Sofia ist ein deutsch-amerikanisches Vorhaben des Deutschen Zentrums für Luft- und Raumfahrt (DLR) und der National Aeronautics and Space Administration (NASA) zur Erforschung des Weltalls. Mit einem Boeing-747SP-Verkehrsflugzeug, das ein Infrarot-Teleskop mit einem Spiegel von 2,70 Metern Durchmesser und 17 Tonnen Gewicht an Bord hat, werden dabei astronomische Beobachtungen im Infrarot- und Submillimeter-Wellenlängenbereich oberhalb der störenden erdnahen Lufthülle durchgeführt.

Ziel ist die Erforschung der Entwicklung von Milchstraßensystemen und die Entstehung und Entwicklung von Sternen und Sonnensystemen. Das Flugzeug kann bis in die Stratosphäre aufsteigen. Die Flughöhe von über dreizehn Kilometern ist notwendig, da unterhalb des Bereichs der absorbierende Wasserdampf in der unteren Atmosphäre Beobachtungen im Infrarotbereich behindert. Das Sofia German Ambassador Program (SGAP) bietet Lehrern, die an deutschen Schulen unterrichten, die Möglichkeit, an bis zu zwei Sofia Forschungsflügen teilzunehmen. Dadurch sollen einerseits die Zusammenarbeit zwischen Forschungseinrichtungen und Schulen gestärkt werden. Zum anderen sollen die ausgewählten Lehrer durch den Mitflug und den direkten Kontakt mit Wissenschaftlern, Ingenieuren und Piloten inspiriert werden und ihre Begeisterung im Klassenzimmer auf die Schüler übertragen. Langfristiges Ziel ist, den Nachwuchs für natur- und ingenieurwissenschaftliche Themen zu gewinnen.

Dr. Joachim Groß leitet das Schülerforschungszentrum (SFZ) in Eningen.  Er ist Physiker und begeistert von der Astronomie. FOTO:
Dr. Joachim Groß leitet das Schülerforschungszentrum (SFZ) in Eningen. Er ist Physiker und begeistert von der Astronomie. FOTO: HAI
Dr. Joachim Groß leitet das Schülerforschungszentrum (SFZ) in Eningen. Er ist Physiker und begeistert von der Astronomie. FOTO: HAI

In einem Online-Bewerbungsverfahren können sich Lehrer vorab mit einem Konzept bewerben, mit dem sie ihre Mitflugerfahrung im Nachhinein nachhaltig in ihren Unterricht einbringen wollen.

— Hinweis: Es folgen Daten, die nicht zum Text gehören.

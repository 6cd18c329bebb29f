//! Simulator-facing interfaces
//!
//! The primitive never talks to a simulator directly. It consumes a handle to
//! the bus carrying the register and a source of rising clock edges. Both are
//! polled from a single-threaded executor, so the futures are not `Send`.

use async_trait::async_trait;
use bitvec::prelude::*;
use thiserror::Error;

/// Errors reported by a signal handle
#[derive(Debug, Clone, PartialEq, Eq, Error)]
pub enum SignalError {
    /// Some bits are X or Z, so the bus has no integer value yet
    #[error("signal '{name}' has {unknown} unresolved bit(s)")]
    Unresolved { name: String, unknown: usize },
    /// The simulator released the handle
    #[error("signal '{name}' is no longer attached to the simulator")]
    Detached { name: String },
}

/// A multi-bit signal exposed by the design under test
#[async_trait(?Send)]
pub trait SignalHandle {
    /// Hierarchical name, used in diagnostics only
    fn name(&self) -> &str;

    /// Sample the current value, least significant bit first.
    ///
    /// Fails when any bit of the signal cannot be resolved to 0 or 1.
    fn sample(&self) -> Result<BitVec, SignalError>;

    /// Suspend until the value of the signal changes
    async fn changed(&self) -> Result<(), SignalError>;
}

/// Rising edges of the clock that paces the waiter
#[async_trait(?Send)]
pub trait ClockEdges {
    /// Suspend until the next rising edge
    async fn rising_edge(&self);
}

/// Pack the lowest `width` bits of a sampled bus into a register value.
///
/// Missing high bits of a bus narrower than `width` read as zero.
pub fn low_word(bits: &BitSlice, width: u32) -> u32 {
    bits.iter()
        .by_vals()
        .take(width.min(32) as usize)
        .enumerate()
        .fold(0u32, |acc, (i, bit)| acc | (u32::from(bit) << i))
}
//! Virtual bench for the vgpio channel
//!
//! A small discrete-event environment: named multi-bit signals
//! with 4-state values, one clock, and a schedule of values to drive at given
//! edges. Time is tokio's virtual clock on a paused current-thread runtime, so
//! it only advances once every task is waiting. That gives each edge a fixed
//! order: scheduled values are driven first, then the rising edge is
//! published.

pub mod clock;
pub mod error;
pub mod signal;
pub mod simulation;
pub mod value;

pub use clock::SimClock;
pub use error::{SimError, SimResult};
pub use signal::SimSignal;
pub use simulation::{block_on, runtime, SimConfig, Simulation};
pub use value::LogicValue;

Joachim Groß hat es unter die auserwählten Lehrer geschafft und ist schon jetzt ganz angetan. »Mich begeistert an der Astronomie die einzigartige Kombination aus Physik, Mathematik und Ingenieurwissenschaften, die nötig ist, um ein Observatorium wie Sofia entwickeln und betreiben zu können«, so der Physiker. Von dem Mitflug erhoffe er sich eine Erfahrung, die intensiver als das Literaturstudium oder Videodokumentationen ist. »Dadurch wird auch mein Unterricht authentischer.«

SPEZIALKAMERA AN BORD

Das kalte Universum im Visier

Sofia, das ist eine Boeing mit eingebautem Teleskop. Das Teleskop sei vergleichbar mit einem riesigen Teleobjektiv, erklärt Joachim Groß vom SFZ in Eningen. Dort, wo beim Objektiv die Kamera montiert wird, sitzen bei Sofia die Instrumente, die auswechselbar sind. Beim Flug im Februar heißt das Instrument FIFI-LS. Die Spezialkamera liefert Bilder in 16 Farbkanälen – eine normale Digitalkamera hat drei Farbkanäle.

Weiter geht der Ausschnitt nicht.